The primary aim of this study was to investigate whether we could demonstrate the existence of protein pools in different tissues and within the same tissue with very distinct turnover rates in an in vivo rodent model. Of most interest, we first demonstrate that amino acids synthesized into proteins during fetal development and first weeks of life are present in the eye lens and patellar tendon tissue at adult age. Secondly, we demonstrate in the eye lens that there is no detectable transfer of newly synthetized proteins into mature structural connective tissue beyond the age of 25 days despite an acute incorporation of tracers into other tissues’ proteins. This age-dependent growth of eye lens tissue is in contrast to proteins located in the muscle and liver, which showed a fast turnover independent of age.

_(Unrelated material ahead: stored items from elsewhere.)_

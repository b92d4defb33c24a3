//! The `lastmod` revision counter.
//!
//! A 32-bit value stored as lowercase hex under the `lastmod` config key and
//! served to clients as a weak ETag. It only moves forward, by a random step
//! in `1..=64`, so the number of writes cannot be read off its value.

use crate::{queries, DatabaseError, DatabaseResult, Session, TxMode};
use rand::Rng;
use rusqlite::Connection;

/// Config key holding the revision.
pub const REVISION_KEY: &str = "lastmod";

/// Largest initial value of a fresh database.
pub const INITIAL_MAX: u32 = 4096;

/// Largest step of a single bump.
pub const STEP_MAX: u32 = 64;

/// Random initial value in `1..=INITIAL_MAX`.
pub fn initial() -> u32 {
    rand::thread_rng().gen_range(1..=INITIAL_MAX)
}

/// Random step in `1..=STEP_MAX`.
pub fn step() -> u32 {
    1 + rand::thread_rng().gen_range(0..STEP_MAX)
}

/// Lowercase hex form used in storage and ETags.
pub fn format_hex(revision: u32) -> String {
    format!("{revision:x}")
}

/// Parse 1–8 hex digits (either case).
pub fn parse_hex(raw: &str) -> Option<u32> {
    if raw.is_empty() || raw.len() > 8 || !raw.bytes().all(|b| b.is_ascii_hexdigit()) {
        return None;
    }
    u32::from_str_radix(raw, 16).ok()
}

/// Weak ETag for a revision: `W/"<hex>"`.
pub fn etag(revision: u32) -> String {
    format!("W/\"{}\"", format_hex(revision))
}

/// `current + step`, refusing to leave the 32-bit range.
pub fn advance(current: u32, step: u32) -> DatabaseResult<u32> {
    current
        .checked_add(step)
        .ok_or(DatabaseError::RevisionOverflow { current, step })
}

/// Read the stored revision.
pub fn read(conn: &Connection) -> DatabaseResult<u32> {
    let raw = queries::get_config_value(conn, REVISION_KEY)?.ok_or(DatabaseError::RevisionMissing)?;
    let text = String::from_utf8_lossy(&raw);
    parse_hex(&text).ok_or_else(|| DatabaseError::RevisionMalformed(text.into_owned()))
}

/// Read-modify-write the revision by a random step. Must run inside the
/// write transaction whose commit it describes.
pub fn bump(conn: &Connection) -> DatabaseResult<u32> {
    let current = read(conn)?;
    let next = advance(current, step())?;

    let updated = queries::update_config_value(conn, REVISION_KEY, &format_hex(next))?;
    if updated != 1 {
        return Err(DatabaseError::InvalidData(format!(
            "expected one {REVISION_KEY} row, updated {updated}"
        )));
    }
    Ok(next)
}

/// Read the revision in its own read-only work block (or nested in the
/// caller's).
pub fn current(session: &mut Session) -> DatabaseResult<u32> {
    session.work(TxMode::Read, |s| read(s.connection()))
}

Turnover of collagenous proteins from various tissues
The primary aim was to investigate the turnover of collagenous tissue proteins throughout life and therefore, we collected eye lens, patellar tendon, skeletal muscle and liver tissues from rats. The latter tissue also contained protein pools expected to contain fast turning over proteins that could be used to verify our approach as being adequate to elucidate the aim. The eye lens and tendon showed a marked detainment of amino acid tracer abundance throughout age compared to the structural proteins from liver and muscle. In the eye lens, tracers injected early in life, both during the fetus development and the first post-natal period (day 5–9) were still present at day 472. In addition, we did not detect any immediate incorporation of tracers beyond the age of 25 days. Also for the Wea-Leu and Pub-Pro tracers we could not detect enrichments at day 100. However, in the adult rats at day 450 and 472 we found enrichments in all (Wea-Leu) or in some (Pub-Pro) samples, which though indicate that there may be parts of the eye lens that undergo remodeling later in life. Another indication of an ongoing remodeling process of the eye lens is the drop in enrichment of Fet-Pro and Pup-Phe tracers from day 100 to day 450/472. Hence, based on these results it may be suggested that the remodeling process of the matrix in the eye lens takes place involving different steps than the classic immature/soluble-to-mature/insoluble process [21, 22]. However, we conclude that more research must be conducted to verify the observations and reveal the complexity of the collagen synthesis and remodeling in the eye lens during adult life in rats, since the data on day 100 are conclusive and the sample size at adult age is less and data more inconsistent. Hence, in accordance with results from human eye lens, where Lynnerup et al. demonstrated that no further proteins were synthesized and incorporated into the lens matrix after the age of 1 year  our data (to some extend) support this finding in rats.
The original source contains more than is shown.